Hmm... I don't really know how to implement this, but one thing to do at the start is get the list of divisors of N. Since the frequencies have to equal, you know that the count of distinct elements (M) must be a divisor of N. As a corollary, if N is prime and M is less than N, then you know that the minimal change is to set all elements to the value of the most frequent element. Also, if N is not divisible by M then you know you'll have to remove some elements (the least frequent ones?).
@helios Thanks for all the help till now. I had a doubt here.
You say that if N is not divisible by M, then I'll have to remove some elements.

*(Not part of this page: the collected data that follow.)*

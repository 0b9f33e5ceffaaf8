//! Vendor and backend toolchain discovery
//!
//! Discovery reads a snapshot of the host environment and produces an
//! immutable `Toolchain`. Nothing here mutates process-wide state; child
//! processes receive the augmented environment from `Toolchain::child_env`.

use std::env;
use std::ffi::OsString;
use std::fs;
use std::path::{Path, PathBuf};

/// The environment variables discovery depends on
#[derive(Debug, Clone, Default)]
pub struct HostEnv {
    pub vitis: Option<PathBuf>,
    pub peano: Option<PathBuf>,
    pub path: Option<OsString>,
}

impl HostEnv {
    pub fn capture() -> Self {
        Self {
            vitis: env::var_os("VITIS").map(PathBuf::from),
            peano: env::var_os("PEANO_INSTALL_DIR").map(PathBuf::from),
            path: env::var_os("PATH"),
        }
    }
}

/// Resolved tool locations
#[derive(Debug, Clone, Default)]
pub struct Toolchain {
    pub vitis_root: Option<PathBuf>,
    pub aietools_root: Option<PathBuf>,
    pub peano_root: Option<PathBuf>,
    search_path: Vec<PathBuf>,
}

impl Toolchain {
    pub fn discover(peano_override: Option<&Path>, host: &HostEnv) -> Self {
        let mut search_path: Vec<PathBuf> = host
            .path
            .as_ref()
            .map(|p| env::split_paths(p).collect())
            .unwrap_or_default();

        let vitis_root = host.vitis.clone().or_else(|| {
            let cwd = env::current_dir().unwrap_or_else(|_| PathBuf::from("."));
            let found = which::which_in("v++", host.path.as_ref(), cwd).ok()?;
            let real = fs::canonicalize(&found).unwrap_or(found);
            let root = real.parent()?.parent()?.to_path_buf();
            log::info!("Found Vitis at {}", root.display());
            Some(root)
        });

        let aietools_root = match &vitis_root {
            Some(vitis) => {
                let aietools = vitis.join("aietools");
                let root = if aietools.exists() {
                    aietools
                } else {
                    vitis.join("cardano")
                };
                search_path.push(root.join("bin"));
                search_path.push(vitis.join("bin"));
                Some(root)
            }
            None => {
                log::warn!("VITIS not found; vendor tools will be looked up on PATH unchanged");
                None
            }
        };

        let peano_root = peano_override
            .map(Path::to_path_buf)
            .or_else(|| host.peano.clone());
        if let Some(root) = &peano_root {
            log::info!("Using Peano at {}", root.display());
        }

        Self {
            vitis_root,
            aietools_root,
            peano_root,
            search_path,
        }
    }

    /// Path of a backend tool such as `clang` or `llc`
    pub fn peano_tool(&self, tool: &str) -> PathBuf {
        match &self.peano_root {
            Some(root) => {
                let in_bin = root.join("bin").join(tool);
                if in_bin.exists() {
                    in_bin
                } else {
                    root.join(tool)
                }
            }
            None => PathBuf::from(tool),
        }
    }

    pub fn search_path(&self) -> &[PathBuf] {
        &self.search_path
    }

    /// `PATH` value for child processes
    pub fn search_path_var(&self) -> OsString {
        env::join_paths(&self.search_path).unwrap_or_default()
    }

    /// Environment overrides applied to every child process
    pub fn child_env(&self) -> Vec<(String, OsString)> {
        let mut vars = vec![("PATH".to_string(), self.search_path_var())];
        if let Some(vitis) = &self.vitis_root {
            vars.push(("VITIS".to_string(), vitis.clone().into_os_string()));
        }
        if let Some(aietools) = &self.aietools_root {
            vars.push(("AIETOOLS".to_string(), aietools.clone().into_os_string()));
        }
        vars
    }
}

But the questions asks me to replace some elements. Also, do I replace the least occurring with the most occurring one? But that would result in an unequal frequency distribution!
No you don't have to remove anything from the array. You get the frequency of all elements first. And if the frequency 'M' is not a divisor of 'N' then that's a clue that you have to make changes with it.

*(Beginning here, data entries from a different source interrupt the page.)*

//! Error types for the AIE compiler driver

use std::path::PathBuf;
use thiserror::Error;

/// Result type for driver operations
pub type CompileResult<T> = Result<T, CompileError>;

/// Driver errors
#[derive(Debug, Error)]
pub enum CompileError {
    #[error("Configuration error: {message}")]
    Config { message: String },

    #[error("Failed to create working directory {}: {source}", path.display())]
    WorkDir {
        path: PathBuf,
        #[source]
        source: std::io::Error,
    },

    #[error("Lexer error at position {position}: {message}")]
    Lexer { position: usize, message: String },

    #[error("Parser error: {message}")]
    Parse { message: String },

    #[error("Failed to read {}: {source}", path.display())]
    Io {
        path: PathBuf,
        #[source]
        source: std::io::Error,
    },

    #[error("Stage '{stage}' failed: {message}")]
    StageFailed { stage: String, message: String },

    #[error("Unexpected target architecture: {arch}")]
    UnexpectedTargetArch { arch: String },

    #[error("Translation to {target} failed: {message}")]
    Translation { target: String, message: String },

    #[error("Failed to open output {}: {source}", path.display())]
    ArtifactOpen {
        path: PathBuf,
        #[source]
        source: std::io::Error,
    },

    #[error("Failed to write output: {0}")]
    Write(#[from] std::io::Error),

    #[error("JSON serialization failed: {0}")]
    Json(#[from] serde_json::Error),

    #[error("Failed to launch {program}: {source}")]
    ToolSpawn {
        program: String,
        #[source]
        source: std::io::Error,
    },

    #[error("{program} exited with code {code}")]
    ToolFailed { program: String, code: i32 },
}

impl CompileError {
    pub fn config(msg: impl Into<String>) -> Self {
        CompileError::Config { message: msg.into() }
    }

    pub fn parse_error(msg: impl Into<String>) -> Self {
        CompileError::Parse { message: msg.into() }
    }

    pub fn stage(stage: impl Into<String>, msg: impl Into<String>) -> Self {
        CompileError::StageFailed {
            stage: stage.into(),
            message: msg.into(),
        }
    }

    pub fn translation(target: impl Into<String>, msg: impl Into<String>) -> Self {
        CompileError::Translation {
            target: target.into(),
            message: msg.into(),
        }
    }
}

impl From<std::fmt::Error> for CompileError {
    fn from(_: std::fmt::Error) -> Self {
        CompileError::translation("text", "formatting failed")
    }
}
//! AIE Compiler Driver
//!
//! This library lowers a dataflow program for an AIE array into the artifacts
//! needed to run it: the device configuration source, the host glue, the
//! IPU instruction stream and, optionally, a compiled core object with one
//! executable per core.
//!
//! # Example
//!
//! ```rust,no_run
//! use aiecc::{Driver, DriverOptions, HostEnv, Toolchain};
//!
//! let mut options = DriverOptions::new("aie.mlir");
//! options.generate_ipu = true;
//! let toolchain = Toolchain::discover(None, &HostEnv::capture());
//! let report = Driver::new(options, toolchain).run().unwrap();
//! println!("{}", report.target_arch);
//! ```

pub mod artifact;
pub mod device;
pub mod driver;
pub mod error;
pub mod host;
pub mod ir;
pub mod lexer;
pub mod parser;
pub mod passes;
pub mod pipeline;
pub mod runner;
pub mod toolchain;
pub mod translate;
pub mod xclbin;

pub use artifact::{emit_artifact, emit_artifact_pair, Artifact, ArtifactKind, OutputFile};
pub use driver::{Branch, CompileReport, Driver, DriverOptions};
pub use error::{CompileError, CompileResult};
pub use ir::{Attribute, Module, OpId, Operation};
pub use parser::{load_module, parse_module, Parser};
pub use passes::{PassResult, Scope, Stage};
pub use pipeline::Pipeline;
pub use runner::{Invocation, ToolRunner};
pub use toolchain::{HostEnv, Toolchain};

/// Parse `source` and run the canonicalization pipeline on it
pub fn canonicalize(source: &str) -> CompileResult<Module> {
    let mut module = parse_module(source)?;
    Pipeline::canonicalize().run(&mut module)?;
    Ok(module)
}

How do you know what changes to make (and that it has to be the least swaps don't forget)? Well that's the question.

Hmm this is a guess: Another observation is that you might never need to add a 'new' element to the array. Even if it were legal to, it probably wouldn't be the best solution, which is a requirement for the problem.

So you know three things now.
(i) If N is prime then all elements must be the same (the most frequent element is picked because that will require the least swaps).
(ii) No new elements are to be added
(iii) If the frequency of an element does not divide N then it has to be modified.

So you need to equalize most frequent and least frequent elements such that they're multiples of N? Probably. Anyways I suck at stuff like this so I'll leave it to you to figure out ;p.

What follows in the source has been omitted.